Kakek itu sudah menutup mulutnya rapat-rapat, sepatah katapun ia tidak berbicara lagi.

"Setelah lo-tau-cu kami mengatakan dia pasti berada di sini, apa yang dikatakan loa tau cu kami selamanya tak pernah salah"

"Apakah kali inipun tak bakal salah?"

"Yaa, kali ini pun tak bakal salah"

Sun Hu-hou segera menghela napas panjang. "Aaaai.... bila kalian dapat menemukan San Ceng ditempat ini, maka aku..."

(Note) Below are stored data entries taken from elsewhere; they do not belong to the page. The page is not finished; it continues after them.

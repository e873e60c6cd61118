// Domain services
pub mod access;
pub mod aggregation;
pub mod booking_ledger;
pub mod event_store;
pub mod normalizer;

pub use access::*;
pub use aggregation::*;
pub use booking_ledger::*;
pub use event_store::*;
pub use normalizer::*;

"Kau hendak kemana?" tukas si nenek.

"Aku akan...."

Belum habis dia menyelesaikan kata-katanya, mendadak Lim Siang him melompat ke depan dan menutupi mulutnya. Sambil tertawa dingin si nenek itu berseru: "San Ceng, bahkan orang inipun telah berhasil melihat kau, mengapa kau tidak cepat-cepat menggelinding keluar?"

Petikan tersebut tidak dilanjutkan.